On the northeast coast of Trinidad rests Balandra beach, a familiar escape and a home to many. Here, where the Atlantic kisses the Caribbean, I remember. I was a pre-teen, curious and stubborn, and I had never learned how to swim. This rarely bothered me because whenever we did visit the sea I managed to maintain a close distance to the shore. My toes always stayed grounded and despite the lingering bodies pressuring me to venture toward the sun, I was not easily moved. It was a sunny Saturday morning, and the beach was teeming with people. My family had returned back to shore to set up for lunch, which we always packed in the trunk of our car. I had remained at sea like a lonely buoy basking in the duality of body temperature; the heat on my head from the sun in its glory and the coolness of the waters that embraced my lower body. Suddenly, I was rendered helpless by the underwater currents. With half my body underwater, I lost balance and the wind slapped me upside down farther and farther away from the shore. Water immediately filled my ear; only my thoughts were audible. Then, another wild current swept me away with a quickness, leaving no time for me to fight back and refix myself. There’s a saying that my parents and their parents have maintained over the years, who don’t hear does feel—a warning that translates to “if you choose to not listen to the rules or to common sense, you’ll suffer the physical consequences.” My reluctance to follow my family back to shore for lunch had left me to face the consequence of an oceanic beating. Gasping for air, all I could muster in my mind was the idea that the waves had come to teach me a lesson and take me under, because who don’t hear does feel.

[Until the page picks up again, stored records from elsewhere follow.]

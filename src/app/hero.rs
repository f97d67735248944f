use leptos::prelude::*;

use crate::content::{PROFILE, SOCIAL_LINKS};
use crate::nav::Section;

use super::reveal::{AnimatedText, Reveal, RevealFrom};
use super::PageSection;

#[component]
pub fn Hero() -> impl IntoView {
    view! {
        <PageSection section=Section::Home class="min-h-screen flex items-center">
            <div class="container relative mx-auto px-4 z-10 py-20">
                <div class="grid lg:grid-cols-2 gap-12 items-center">
                    <Reveal from=RevealFrom::Faded class="text-center lg:text-left">
                        <div class="bg-gray-800/50 backdrop-blur-sm p-8 rounded-2xl border border-gray-700/50 mb-8">
                            <div class="mb-6">
                                <AnimatedText
                                    text="Hi,"
                                    class="text-4xl md:text-6xl font-bold mb-2"
                                    delay=200
                                />
                                <AnimatedText
                                    text=PROFILE.greeting
                                    class="text-4xl md:text-6xl font-bold text-primary"
                                    delay=400
                                />
                            </div>
                            <AnimatedText
                                text=PROFILE.role
                                class="text-2xl md:text-3xl text-gray-300 mb-6"
                                delay=600
                            />
                            <Reveal delay=800>
                                <p class="text-lg text-gray-300 mb-8">{PROFILE.tagline}</p>
                            </Reveal>
                            <Reveal delay=1000>
                                <a
                                    href=PROFILE.resume
                                    target="_blank"
                                    rel="noopener noreferrer"
                                    class="inline-block px-8 py-3 bg-primary text-white rounded-lg font-medium hover:bg-primary/90 hover:scale-105 transition-all duration-300 hover:shadow-xl"
                                >
                                    "Download Resume"
                                </a>
                            </Reveal>
                        </div>
                        <div class="flex justify-center lg:justify-start space-x-4">
                            {SOCIAL_LINKS
                                .iter()
                                .enumerate()
                                .map(|(i, link)| {
                                    view! {
                                        <Reveal delay={1200 + 100 * i as u32}>
                                            <a
                                                href=link.href
                                                target="_blank"
                                                rel="noopener noreferrer"
                                                aria-label=link.label
                                                class="block text-2xl text-gray-300 hover:text-primary hover:scale-110 transition-all p-3 bg-gray-800/50 rounded-lg backdrop-blur-sm border border-gray-700/50"
                                            >
                                                <i class=link.icon.class()></i>
                                            </a>
                                        </Reveal>
                                    }
                                })
                                .collect_view()}
                        </div>
                    </Reveal>
                    <Reveal from=RevealFrom::Scaled delay=500 class="flex justify-center lg:justify-end">
                        <div class="relative w-64 h-64 md:w-80 md:h-80 bg-gray-800/50 backdrop-blur-sm rounded-full border border-gray-700/50 p-4 hover:scale-105 transition-transform">
                            <img
                                src=PROFILE.portrait
                                alt=PROFILE.name
                                class="w-full h-full object-cover rounded-full"
                            />
                        </div>
                    </Reveal>
                </div>
            </div>
        </PageSection>
    }
}
fn main() {
    // Footer copyright is stamped at build time so SSR and hydration render the same year
    let build_time = chrono::Utc::now().to_rfc3339();
    println!("cargo:rustc-env=BUILD_TIME={}", build_time);

    println!("cargo:rerun-if-changed=build.rs");
}
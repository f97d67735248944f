use leptos::prelude::*;

use crate::content::{Education as EducationEntry, EDUCATION};
use crate::nav::Section;

use super::reveal::{Reveal, RevealFrom, SectionHeading};
use super::{Backdrop, PageSection};

#[component]
fn EducationCard(entry: &'static EducationEntry) -> impl IntoView {
    view! {
        <Reveal class="bg-panel/80 backdrop-blur-sm p-8 rounded-3xl hover:shadow-xl max-w-3xl mx-auto">
            <div class="flex justify-center items-center text-6xl text-primary mb-6 transition-transform hover:scale-110">
                <i class="extra-graduation"></i>
            </div>
            <h3 class="text-2xl font-semibold text-white mb-2 text-center">{entry.degree}</h3>
            <h4 class="text-xl text-primary mb-4 text-center">{entry.institution}</h4>
            <p class="text-gray-300 mb-2 text-center">{entry.duration}</p>
            <p class="text-gray-400 text-center">{entry.description}</p>
            <ul class="mt-6 space-y-3 flex flex-col items-center">
                {entry
                    .achievements
                    .iter()
                    .enumerate()
                    .map(|(i, achievement)| {
                        view! {
                            <li>
                                <Reveal
                                    from=RevealFrom::Left
                                    delay={200 * i as u32}
                                    class="text-gray-400 flex items-center justify-center text-center"
                                >
                                    <span class="text-primary mr-2">"•"</span>
                                    {*achievement}
                                </Reveal>
                            </li>
                        }
                    })
                    .collect_view()}
            </ul>
        </Reveal>
    }
}

#[component]
pub fn Education() -> impl IntoView {
    view! {
        <PageSection section=Section::Education backdrop=Backdrop::Panel class="py-20">
            <div class="container relative mx-auto px-4 z-10">
                <SectionHeading
                    eyebrow="Academic Journey"
                    title="Education"
                    blurb="My academic background and achievements that have shaped my journey in technology."
                />
                <div class="max-w-4xl mx-auto">
                    {EDUCATION.iter().map(|entry| view! { <EducationCard entry /> }).collect_view()}
                </div>
            </div>
        </PageSection>
    }
}
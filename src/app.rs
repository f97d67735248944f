mod about;
mod contact;
mod education;
mod footer;
mod hero;
mod navbar;
mod projects;
mod reveal;
mod skills;

use leptos::{html, prelude::*};
use leptos_meta::*;
use leptos_router::{components::*, path};
use leptos_use::{use_element_bounding, UseElementBoundingReturn};

use crate::content::PROFILE;
use crate::nav::Section;

use about::About;
use contact::Contact;
use education::Education;
use footer::Footer;
use hero::Hero;
use navbar::Navbar;
use projects::Projects;
use skills::Skills;

pub fn shell(options: LeptosOptions) -> impl IntoView {
    view! {
        <!DOCTYPE html>
        <html lang="en" class="scroll-smooth">
            <head>
                <meta charset="utf-8" />
                <meta name="viewport" content="width=device-width, initial-scale=1" />
                <AutoReload options=options.clone() />
                <HydrationScripts options />
                <meta name="color-scheme" content="dark" />
                <meta name="description" content=PROFILE.tagline />
                <link rel="shortcut icon" type="image/ico" href="/favicon.ico" />
                <link
                    rel="stylesheet"
                    href="https://cdn.jsdelivr.net/gh/devicons/devicon@latest/devicon.min.css"
                />
                <link rel="stylesheet" id="leptos" href="/pkg/portfolio-site.css" />
                <MetaTags />
            </head>
            <body class="bg-gray-900 text-white">
                <App />
            </body>
        </html>
    }
}

/// Viewport-relative top of every rendered section, fed to the navbar.
#[derive(Debug, Clone, Copy)]
pub struct SectionTops(RwSignal<Vec<(Section, f64)>>);

impl SectionTops {
    fn new() -> Self {
        Self(RwSignal::new(Vec::new()))
    }

    fn report(&self, section: Section, top: f64) {
        self.0.update(|tops| {
            if let Some(entry) = tops.iter_mut().find(|(s, _)| *s == section) {
                entry.1 = top;
            } else {
                tops.push((section, top));
            }
        });
    }

    pub fn with<U>(&self, f: impl FnOnce(&[(Section, f64)]) -> U) -> U {
        self.0.with(|tops| f(tops))
    }
}

#[component]
pub fn App() -> impl IntoView {
    // Provides context that manages stylesheets, titles, meta tags, etc.
    provide_meta_context();
    provide_context(SectionTops::new());

    view! {
        <Title formatter=|title| format!("{} - {title}", PROFILE.name) />

        <Router>
            <div class="relative w-full min-h-screen overflow-x-hidden">
                <Navbar />
                <main class="relative w-full overflow-x-hidden">
                    <Routes fallback=|| "Page not found.".into_view()>
                        <Route path=path!("/") view=HomePage />
                    </Routes>
                </main>
                <Footer />
            </div>
        </Router>
    }
}

#[component]
fn HomePage() -> impl IntoView {
    view! {
        <Title text="Portfolio" />
        <Hero />
        <About />
        <Skills />
        <Education />
        <Projects />
        <Contact />
    }
}

/// Slanted gradient backdrop shared by every section.
#[derive(Debug, Clone, Copy, Default, PartialEq, Eq)]
pub enum Backdrop {
    #[default]
    Gray,
    Panel,
}

impl Backdrop {
    fn class(self) -> &'static str {
        match self {
            Backdrop::Gray => "from-gray-900 via-gray-900 to-gray-800",
            Backdrop::Panel => "from-panel via-panel to-gray-900",
        }
    }
}

/// A top-level page section. Registers its position with [`SectionTops`].
#[component]
pub fn PageSection(
    section: Section,
    #[prop(optional)] backdrop: Backdrop,
    #[prop(optional, into)] class: String,
    children: Children,
) -> impl IntoView {
    let node = NodeRef::<html::Section>::new();
    let UseElementBoundingReturn { top, .. } = use_element_bounding(node);
    if let Some(tops) = use_context::<SectionTops>() {
        Effect::new(move |_| tops.report(section, top.get()));
    }

    view! {
        <div class="section-wrapper">
            <section
                id=section.id()
                node_ref=node
                class=format!("relative bg-gray-900 scroll-mt-20 {class}")
            >
                <div class=format!(
                    "absolute inset-0 bg-gradient-to-b clip-slant {}",
                    backdrop.class(),
                )></div>
                {children()}
            </section>
        </div>
    }
}
use leptos::{html, prelude::*};

use crate::content::{SkillCategory, SKILL_CATEGORIES};
use crate::nav::Section;

use super::reveal::{use_reveal, SectionHeading};
use super::PageSection;

#[component]
fn SkillCard(category: &'static SkillCategory, index: usize) -> impl IntoView {
    let node = NodeRef::<html::Div>::new();
    let revealed = use_reveal(node);
    let card_delay = 200 * index as u32;
    let bar_delay = card_delay + 500;

    view! {
        <div
            node_ref=node
            class=move || {
                let state = if revealed.get() {
                    "opacity-100 translate-y-0"
                } else {
                    "opacity-0 translate-y-5"
                };
                format!(
                    "bg-gray-800/50 backdrop-blur-sm p-8 rounded-2xl hover:shadow-xl border border-gray-700/50 transition-all duration-700 {state}",
                )
            }
            style=format!("transition-delay: {card_delay}ms")
        >
            <div class="text-center mb-8">
                <i class=format!(
                    "{} text-6xl text-primary inline-block transition-transform hover:scale-110",
                    category.icon,
                )></i>
                <h3 class="text-2xl font-semibold text-white mt-4">{category.title}</h3>
            </div>
            <div class="space-y-6">
                {category
                    .skills
                    .iter()
                    .map(|skill| {
                        let level = skill.level;
                        view! {
                            <div class="relative">
                                <div class="flex justify-between mb-2">
                                    <span class="text-gray-300 font-medium">{skill.name}</span>
                                    <span class="text-primary font-semibold">
                                        {format!("{level}%")}
                                    </span>
                                </div>
                                <div class="w-full bg-gray-700/50 rounded-full h-2.5">
                                    <div
                                        class="bg-primary rounded-full h-2.5 transition-[width] duration-1000 ease-out"
                                        style=move || {
                                            let width = if revealed.get() { level } else { 0 };
                                            format!("width: {width}%; transition-delay: {bar_delay}ms")
                                        }
                                        role="progressbar"
                                        aria-valuenow=level.to_string()
                                        aria-valuemin="0"
                                        aria-valuemax="100"
                                        aria-label=skill.name
                                    ></div>
                                </div>
                            </div>
                        }
                    })
                    .collect_view()}
            </div>
        </div>
    }
}

#[component]
pub fn Skills() -> impl IntoView {
    view! {
        <PageSection section=Section::Skills class="py-20">
            <div class="container relative mx-auto px-4 z-10">
                <SectionHeading eyebrow="What I Can Do" title="My Skills" />
                <div class="grid md:grid-cols-2 lg:grid-cols-4 gap-8">
                    {SKILL_CATEGORIES
                        .iter()
                        .enumerate()
                        .map(|(index, category)| view! { <SkillCard category index /> })
                        .collect_view()}
                </div>
            </div>
        </PageSection>
    }
}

My battle with the sea felt like hours. My small body became a powerless load. The sea salt turned my eyes into a furnace. The currents grabbed me like a lover pulling me in close. It is a mystery of mercy how I was released from this undoing. In all the turbulence, I managed to get my toes to the seafloor and push myself up, just enough to give me some leverage and to struggle my way out from sinking and from becoming fully swallowed. Of course, upon attaining control of my body, I quickly waded back to shore, maintaining quiet composure even if I breathed a bit heavier, because all of me, from my weak legs and my beating heart, felt like I deserved it. I had taken it upon myself to ignore the warning reinforced by my parents time and time again, “When you reach by the beach don’t play you big and want to go out far—stay close to everybody, and when we come out, you come out.” This may not have been said on that day, but it had been said before, it had become an understanding, a binding contract between adult and child. I had grown a bit older, so it was no longer told to me directly, and I’d taken it as permission to stay in the water longer than usual. When my battle was over, I felt ashamed, because I had decided to disobey the unspoken command to follow everyone else and leave the water. When I reached my family, they seemed unfazed by my decision to take a few extra minutes in the water; they were more occupied with dishing out rice into plastic plates, and when my name was called to collect my plate, I was present. I would never reveal my almost-drowning to my family, after all, Who don’t hear does feel! And I had felt it, the consequences of self-abandonment in open water. On so many occasions, people in my country drown as a result of venturing deep into the sea when out with family, being pulled in and under by the powerful currents only to be pulled out too late. In addition, there are multiple reports of fishermen becoming lost at sea, with their bodies being found days or weeks later, or in many cases, never found at all.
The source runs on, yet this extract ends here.